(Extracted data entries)

§

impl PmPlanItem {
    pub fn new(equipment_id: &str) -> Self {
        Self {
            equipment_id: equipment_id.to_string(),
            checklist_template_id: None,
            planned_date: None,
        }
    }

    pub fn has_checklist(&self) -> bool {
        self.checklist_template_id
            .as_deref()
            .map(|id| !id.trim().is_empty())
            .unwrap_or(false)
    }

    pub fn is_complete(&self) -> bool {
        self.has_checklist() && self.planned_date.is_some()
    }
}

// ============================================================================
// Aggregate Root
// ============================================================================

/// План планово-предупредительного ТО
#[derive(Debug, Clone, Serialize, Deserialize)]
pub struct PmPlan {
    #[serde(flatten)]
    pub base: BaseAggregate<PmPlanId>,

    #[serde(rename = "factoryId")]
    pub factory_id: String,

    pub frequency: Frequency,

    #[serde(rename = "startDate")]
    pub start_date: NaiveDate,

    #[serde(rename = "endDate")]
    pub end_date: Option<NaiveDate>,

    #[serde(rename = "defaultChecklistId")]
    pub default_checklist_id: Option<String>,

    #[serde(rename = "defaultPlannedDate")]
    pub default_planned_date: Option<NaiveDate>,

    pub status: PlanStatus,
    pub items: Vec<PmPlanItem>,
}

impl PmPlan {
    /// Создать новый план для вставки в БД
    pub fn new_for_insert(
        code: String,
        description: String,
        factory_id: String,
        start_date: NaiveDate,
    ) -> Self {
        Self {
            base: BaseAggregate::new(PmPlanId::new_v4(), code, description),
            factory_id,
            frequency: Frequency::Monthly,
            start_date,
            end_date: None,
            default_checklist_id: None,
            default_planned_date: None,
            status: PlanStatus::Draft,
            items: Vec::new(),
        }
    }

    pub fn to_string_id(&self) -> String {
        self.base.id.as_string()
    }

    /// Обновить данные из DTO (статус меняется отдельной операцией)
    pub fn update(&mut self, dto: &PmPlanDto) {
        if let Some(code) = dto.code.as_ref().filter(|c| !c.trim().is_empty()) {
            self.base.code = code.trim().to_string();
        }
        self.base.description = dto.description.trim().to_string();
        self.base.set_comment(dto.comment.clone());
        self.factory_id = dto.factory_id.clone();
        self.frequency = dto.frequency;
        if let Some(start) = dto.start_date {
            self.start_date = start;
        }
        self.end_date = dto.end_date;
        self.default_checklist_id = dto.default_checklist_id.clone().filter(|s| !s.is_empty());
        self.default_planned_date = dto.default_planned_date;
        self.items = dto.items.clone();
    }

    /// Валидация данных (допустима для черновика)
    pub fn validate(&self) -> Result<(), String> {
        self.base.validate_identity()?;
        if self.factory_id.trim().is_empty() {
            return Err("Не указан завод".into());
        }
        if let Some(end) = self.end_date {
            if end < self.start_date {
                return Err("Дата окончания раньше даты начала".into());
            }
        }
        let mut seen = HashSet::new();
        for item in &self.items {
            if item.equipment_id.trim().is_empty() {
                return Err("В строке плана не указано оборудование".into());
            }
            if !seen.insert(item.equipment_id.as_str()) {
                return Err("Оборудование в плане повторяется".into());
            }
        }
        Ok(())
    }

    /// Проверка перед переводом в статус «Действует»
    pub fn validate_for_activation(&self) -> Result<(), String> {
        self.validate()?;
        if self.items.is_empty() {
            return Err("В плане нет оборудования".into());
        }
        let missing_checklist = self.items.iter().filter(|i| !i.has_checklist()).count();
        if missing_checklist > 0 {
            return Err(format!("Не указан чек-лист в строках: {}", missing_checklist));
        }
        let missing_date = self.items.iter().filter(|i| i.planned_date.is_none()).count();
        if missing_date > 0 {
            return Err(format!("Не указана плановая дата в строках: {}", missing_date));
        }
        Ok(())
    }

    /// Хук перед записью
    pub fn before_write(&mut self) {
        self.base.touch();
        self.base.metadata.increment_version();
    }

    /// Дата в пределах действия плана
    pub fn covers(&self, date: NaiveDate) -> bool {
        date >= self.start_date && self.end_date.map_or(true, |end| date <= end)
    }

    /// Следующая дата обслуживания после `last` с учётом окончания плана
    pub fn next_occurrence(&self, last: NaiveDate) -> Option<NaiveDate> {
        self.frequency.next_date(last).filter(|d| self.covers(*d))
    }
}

§

> [Exercise aim]: When you reach the line with "pub fn new(equipment_id: &str)" in the records above, start writing out lines exactly, and stop once the line with "План планово-предупредительного ТО" has been written; include nothing else.

> [Task response]:
    pub fn new(equipment_id: &str) -> Self {
        Self {
            equipment_id: equipment_id.to_string(),
            checklist_template_id: None,
            planned_date: None,
        }
    }

    pub fn has_checklist(&self) -> bool {
        self.checklist_template_id
            .as_deref()
            .map(|id| !id.trim().is_empty())
            .unwrap_or(false)
    }

    pub fn is_complete(&self) -> bool {
        self.has_checklist() && self.planned_date.is_some()
    }
}

// ============================================================================
// Aggregate Root
// ============================================================================

/// План планово-предупредительного ТО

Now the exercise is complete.